I never attacked Pakistani Intelligence. It is the kind of Article which might not appeal to a brain fed a steady diet of thinking which talks of Muslim Superiority and non-Muslim Inferiority and other such ideas.Recommend
@JS:
Dear Uncle,
Let us not forget that for all what you say is true for India, we do not have someone like Salman on our side of the border. And so if there is one Salman there, there are many more latent ones from who comes up a gem like him.

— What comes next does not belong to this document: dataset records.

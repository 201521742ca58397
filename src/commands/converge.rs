//! Declarative commands
//!
//! - `plan` - Preview what apply would change
//! - `apply` - Make the remote catalogs match the manifest
//! - `destroy` - Remove everything the state file tracks
//! - `status` - Show each object and whether it matches

use anyhow::{Result, bail};
use colored::Colorize;
use declarative::{ExecuteSummary, ResourceState};
use std::collections::BTreeMap;

use super::Project;
use crate::Context;
use crate::engine::differ::{display_diff, plan_diffs};
use crate::engine::{self, ApplyOptions};
use crate::ui;

// ============================================================================
// Plan
// ============================================================================

pub fn plan(ctx: &Context, target: Option<&str>) -> Result<()> {
    let project = Project::load(ctx)?;
    let plan = project.plan(target)?;
    display_diff(&plan_diffs(&plan));
    Ok(())
}

// ============================================================================
// Apply / Destroy
// ============================================================================

pub fn apply(ctx: &Context, target: Option<&str>, opts: &ApplyOptions) -> Result<()> {
    let project = Project::load(ctx)?;
    let summary = apply_project(&project, target, opts)?;
    ensure_success(&summary)
}

pub fn destroy(ctx: &Context, target: Option<&str>, opts: &ApplyOptions) -> Result<()> {
    let project = Project::load(ctx)?;
    let summary = destroy_project(&project, target, opts)?;
    ensure_success(&summary)
}

fn apply_project(
    project: &Project,
    target: Option<&str>,
    opts: &ApplyOptions,
) -> Result<ExecuteSummary> {
    let plan = project.plan(target)?;
    engine::apply(plan, opts, &project.ledger)
}

fn destroy_project(
    project: &Project,
    target: Option<&str>,
    opts: &ApplyOptions,
) -> Result<ExecuteSummary> {
    let plan = project.plan_destroy(target)?;
    if plan.is_empty() {
        ui::info("Nothing to destroy");
        return Ok(ExecuteSummary::default());
    }
    engine::apply(plan, opts, &project.ledger)
}

fn ensure_success(summary: &ExecuteSummary) -> Result<()> {
    if summary.is_success() {
        Ok(())
    } else {
        bail!("{} of {} changes failed", summary.failed, summary.total())
    }
}

// ============================================================================
// Status
// ============================================================================

/// How an object compares with the manifest
#[derive(Debug, Clone, Copy, PartialEq, Eq)]
enum Standing {
    InSync,
    Missing,
    Drifted,
    Unmanaged,
    Unknown,
}

impl Standing {
    fn of(current: &ResourceState, desired: &ResourceState) -> Self {
        match (current, desired) {
            (ResourceState::Unknown, _) => Self::Unknown,
            (ResourceState::Modified { .. }, _) => Self::Drifted,
            (ResourceState::Absent, ResourceState::Present { .. }) => Self::Missing,
            (_, ResourceState::Absent) => Self::Unmanaged,
            _ => Self::InSync,
        }
    }

    fn render(self) -> colored::ColoredString {
        match self {
            Self::InSync => "✓".green(),
            Self::Missing => "✗".red(),
            Self::Drifted => "~".yellow(),
            Self::Unmanaged => "-".red(),
            Self::Unknown => "?".dimmed(),
        }
    }

    fn label(self) -> &'static str {
        match self {
            Self::InSync => "in sync",
            Self::Missing => "missing",
            Self::Drifted => "drifted",
            Self::Unmanaged => "not in manifest",
            Self::Unknown => "unknown",
        }
    }
}

pub fn status(ctx: &Context, target: Option<&str>) -> Result<()> {
    let project = Project::load(ctx)?;
    let rows = status_rows(&project, target)?;

    ui::header("pgconverge status");
    ui::kv(
        "State",
        &ui::truncate_end(&project.state_path().display().to_string(), 60),
    );
    ui::kv("Tracked", &project.ledger.snapshot().len().to_string());

    let mut by_type: BTreeMap<&str, Vec<&StatusRow>> = BTreeMap::new();
    for row in &rows {
        by_type.entry(row.resource_type).or_default().push(row);
    }

    for (resource_type, rows) in by_type {
        ui::section(resource_type.trim_start_matches("postgres_"));
        for row in rows {
            println!(
                "  {} {:<30} {}",
                row.standing.render(),
                row.address,
                row.standing.label().dimmed()
            );
            if ctx.verbose > 0
                && let Some(details) = &row.details
            {
                ui::dim(&format!("    {details}"));
            }
        }
    }

    let out_of_sync = rows.iter().filter(|r| r.standing != Standing::InSync).count();
    println!();
    if out_of_sync == 0 {
        ui::success("Everything matches the manifest");
    } else {
        ui::warn(&format!("{out_of_sync} object(s) out of sync, run `pgconverge plan`"));
    }
    Ok(())
}

struct StatusRow {
    address: String,
    resource_type: &'static str,
    standing: Standing,
    details: Option<String>,
}

fn status_rows(project: &Project, target: Option<&str>) -> Result<Vec<StatusRow>> {
    let plan = project.plan(target)?;
    let mut rows = Vec::new();
    for resource in plan.resources() {
        let current = resource
            .current_state()
            .unwrap_or(ResourceState::Unknown);
        let desired = resource.desired_state();
        let details = match &current {
            ResourceState::Present { details } => details.clone(),
            ResourceState::Modified { from, to } => Some(format!("{from} → {to}")),
            _ => None,
        };
        rows.push(StatusRow {
            address: resource.id(),
            resource_type: resource.resource_type(),
            standing: Standing::of(&current, &desired),
            details,
        });
    }
    rows.sort_by(|a, b| a.address.cmp(&b.address));
    Ok(rows)
}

Do we have anyone similar?Recommend
Maybe Salman Rasheed should contact Geo / PTV and get on the television.
With a show that tells of Pakistan’s ancient roots.
Visual imagery and evidence, when presented well with good story telling,
can undo the confused conscience and concepts of many addled and idle brains.
A person who is genuinely interested in sharing this rare treasure of knowledge,
is the first requisite to present the case for reconsidering and valuing history.